Nov 11, 2022 | Commenti

 

A tutti i docenti di tutte le scuole del Regno

Nel mese di Novembre 2022, Mese Secondo dell’Era del Presidente del Consiglio, ricorre l’infausto anniversario della pubblicazione in Italia, nel 1840 per latina precisione, di un insignificante libercolo, che, mercè l’egemonia culturale della Sinistra, ha condizionato le menti dei giovani italiani e delle giovane italiane di sani e costumati principi, ormai da decenni, grazie ad una improvvida imposizione – nell’ambito dei programmi ministeriali che intendiamo radicalmente riformare – di lettura e financo commento critico, negli studi di ogni ordine e grado.
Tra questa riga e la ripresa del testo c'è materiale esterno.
//! Response structures: the wire Converse response and the user-facing
//! aggregate returned by the manager.

use chrono::{DateTime, Utc};
use serde::{Deserialize, Serialize};

use crate::access::method::AccessMethod;
use crate::request::ContentBlock;

/// Token usage reported by the service.
#[derive(Debug, Clone, Default, Serialize, Deserialize, PartialEq)]
#[serde(rename_all = "camelCase")]
pub struct TokenUsage {
    #[serde(default)]
    pub input_tokens: u64,
    #[serde(default)]
    pub output_tokens: u64,
    #[serde(default)]
    pub total_tokens: u64,
    #[serde(default, skip_serializing_if = "Option::is_none")]
    pub cache_read_input_tokens: Option<u64>,
    #[serde(default, skip_serializing_if = "Option::is_none")]
    pub cache_write_input_tokens: Option<u64>,
}

/// Latency metrics reported by the service.
#[derive(Debug, Clone, Default, Serialize, Deserialize, PartialEq)]
#[serde(rename_all = "camelCase")]
pub struct ResponseMetrics {
    #[serde(default)]
    pub latency_ms: u64,
}

/// The assistant message in a Converse response.
#[derive(Debug, Clone, Serialize, Deserialize)]
pub struct OutputMessage {
    pub role: String,
    #[serde(default)]
    pub content: Vec<ContentBlock>,
}

#[derive(Debug, Clone, Serialize, Deserialize)]
pub(crate) struct WireOutput {
    pub message: OutputMessage,
}

/// Raw Converse response as deserialized from the wire.
#[derive(Debug, Clone, Serialize, Deserialize)]
#[serde(rename_all = "camelCase")]
pub struct WireConverseResponse {
    pub(crate) output: WireOutput,
    #[serde(default)]
    pub stop_reason: Option<String>,
    #[serde(default)]
    pub usage: Option<TokenUsage>,
    #[serde(default)]
    pub metrics: Option<ResponseMetrics>,
    #[serde(default, skip_serializing_if = "Option::is_none")]
    pub additional_model_response_fields: Option<serde_json::Value>,
}

impl WireConverseResponse {
    /// The output message.
    pub fn message(&self) -> &OutputMessage {
        &self.output.message
    }
}

/// One chargeable dispatch against a target. A profile retry inside one
/// target does not produce an additional record.
#[derive(Debug, Clone, Serialize, Deserialize)]
pub struct AttemptRecord {
    pub model: String,
    pub region: String,
    pub access_method: AccessMethod,
    /// 1-indexed attempt number within the call.
    pub attempt_number: u32,
    pub started_at: DateTime<Utc>,
    #[serde(default)]
    pub completed_at: Option<DateTime<Utc>>,
    pub success: bool,
    #[serde(default)]
    pub error: Option<String>,
}

impl AttemptRecord {
    pub(crate) fn open(
        model: impl Into<String>,
        region: impl Into<String>,
        access_method: AccessMethod,
        attempt_number: u32,
    ) -> Self {
        Self {
            model: model.into(),
            region: region.into(),
            access_method,
            attempt_number,
            started_at: Utc::now(),
            completed_at: None,
            success: false,
            error: None,
        }
    }

    pub(crate) fn close_success(&mut self, access_method: AccessMethod) {
        self.completed_at = Some(Utc::now());
        self.success = true;
        self.access_method = access_method;
    }

    pub(crate) fn close_failure(&mut self, error: impl Into<String>) {
        self.completed_at = Some(Utc::now());
        self.success = false;
        self.error = Some(error.into());
    }

    /// Duration of the attempt in milliseconds, if completed.
    pub fn duration_ms(&self) -> Option<i64> {
        self.completed_at
            .map(|end| (end - self.started_at).num_milliseconds())
    }
}

/// Aggregated result of a single converse call, successful or not.
///
/// On failure `success` is false and the full diagnostic trail (attempts,
/// warnings, disabled features) is still populated so callers can surface a
/// meaningful message without re-parsing errors.
#[derive(Debug, Clone, Serialize, Deserialize)]
pub struct ConverseResponse {
    pub success: bool,
    #[serde(default)]
    pub output: Option<OutputMessage>,
    #[serde(default)]
    pub stop_reason: Option<String>,
    #[serde(default)]
    pub usage: Option<TokenUsage>,
    #[serde(default)]
    pub metrics: Option<ResponseMetrics>,
    #[serde(default)]
    pub additional_response_fields: Option<serde_json::Value>,

    /// Canonical model name that produced the response.
    #[serde(default)]
    pub model_used: Option<String>,
    /// Region that produced the response.
    #[serde(default)]
    pub region_used: Option<String>,
    /// Access method of the successful attempt.
    pub access_method_used: AccessMethod,
    /// True when an inference profile id was sent instead of the model id.
    pub profile_used: bool,
    #[serde(default)]
    pub profile_id: Option<String>,

    pub attempts: Vec<AttemptRecord>,
    #[serde(default)]
    pub warnings: Vec<String>,
    #[serde(default)]
    pub features_disabled: Vec<String>,
    /// Number of times response validation rejected an otherwise-successful
    /// response before this result.
    #[serde(default)]
    pub validation_attempts: u32,
    pub total_duration_ms: f64,
}

impl ConverseResponse {
    /// First text part of the output message, or empty string.
    pub fn text(&self) -> &str {
        self.output
            .as_ref()
            .and_then(|m| m.content.iter().find_map(|b| b.text.as_deref()))
            .unwrap_or("")
    }

    pub fn input_tokens(&self) -> u64 {
        self.usage.as_ref().map_or(0, |u| u.input_tokens)
    }

    pub fn output_tokens(&self) -> u64 {
        self.usage.as_ref().map_or(0, |u| u.output_tokens)
    }

    pub fn total_tokens(&self) -> u64 {
        self.usage.as_ref().map_or(0, |u| u.total_tokens)
    }

    /// Error string of the last failed attempt, if any.
    pub fn last_error(&self) -> Option<&str> {
        self.attempts
            .iter()
            .rev()
            .find_map(|a| a.error.as_deref())
    }
}

#[cfg(test)]
mod tests {
    use super::*;

    fn wire_json() -> &'static str {
        r#"{
            "output": {
                "message": {
                    "role": "assistant",
                    "content": [{"text": "hello"}]
                }
            },
            "stopReason": "end_turn",
            "usage": {
                "inputTokens": 10,
                "outputTokens": 5,
                "totalTokens": 15,
                "cacheReadInputTokens": 3
            },
            "metrics": {"latencyMs": 420}
        }"#
    }

    #[test]
    fn test_parse_wire_response() {
        let response: WireConverseResponse = serde_json::from_str(wire_json()).unwrap();
        assert_eq!(response.message().role, "assistant");
        assert_eq!(response.message().content[0].text.as_deref(), Some("hello"));
        assert_eq!(response.stop_reason.as_deref(), Some("end_turn"));

        let usage = response.usage.unwrap();
        assert_eq!(usage.input_tokens, 10);
        assert_eq!(usage.output_tokens, 5);
        assert_eq!(usage.total_tokens, 15);
        assert_eq!(usage.cache_read_input_tokens, Some(3));
        assert_eq!(usage.cache_write_input_tokens, None);

        assert_eq!(response.metrics.unwrap().latency_ms, 420);
    }

    #[test]
    fn test_parse_wire_response_without_optional_fields() {
        let json = r#"{
            "output": {"message": {"role": "assistant", "content": [{"text": "ok"}]}}
        }"#;
        let response: WireConverseResponse = serde_json::from_str(json).unwrap();
        assert!(response.usage.is_none());
        assert!(response.metrics.is_none());
        assert!(response.stop_reason.is_none());
    }

    #[test]
    fn test_attempt_record_lifecycle() {
        let mut record = AttemptRecord::open("model-a", "us-east-1", AccessMethod::Direct, 1);
        assert!(!record.success);
        assert!(record.completed_at.is_none());

        record.close_success(AccessMethod::RegionalCris);
        assert!(record.success);
        assert!(record.completed_at.is_some());
        // A profile retry rewrites the method on the same record.
        assert_eq!(record.access_method, AccessMethod::RegionalCris);
        assert!(record.duration_ms().is_some());
    }

    #[test]
    fn test_attempt_record_failure() {
        let mut record = AttemptRecord::open("model-a", "us-east-1", AccessMethod::Direct, 1);
        record.close_failure("ThrottlingException: rate exceeded");
        assert!(!record.success);
        assert_eq!(
            record.error.as_deref(),
            Some("ThrottlingException: rate exceeded")
        );
    }

    #[test]
    fn test_response_text_accessor() {
        let wire: WireConverseResponse = serde_json::from_str(wire_json()).unwrap();
        let response = ConverseResponse {
            success: true,
            output: Some(wire.output.message),
            stop_reason: wire.stop_reason,
            usage: wire.usage,
            metrics: wire.metrics,
            additional_response_fields: None,
            model_used: Some("model-a".into()),
            region_used: Some("us-east-1".into()),
            access_method_used: AccessMethod::Direct,
            profile_used: false,
            profile_id: None,
            attempts: vec![],
            warnings: vec![],
            features_disabled: vec![],
            validation_attempts: 0,
            total_duration_ms: 12.0,
        };

        assert_eq!(response.text(), "hello");
        assert_eq!(response.input_tokens(), 10);
        assert_eq!(response.total_tokens(), 15);
        assert!(response.last_error().is_none());
    }
}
Peraltro, tale trascurabile operina principia il suo racconto, esattamente al 7 di novembre del 1628.

Ed è per questo, che i Dirigenti Scolastici, e gli Insegnanti tutti, come un sol uomo lanciato all’assalto delle inimiche trincee, devono dedicare l’intero mese di novembre del corrente Anno Scolastico, alla confutazione più vigorosa e incessante delle varie castronerie e sediziose falsità contenute nel tristemente famoso romanzo nomato “ I Promessi Sposi”.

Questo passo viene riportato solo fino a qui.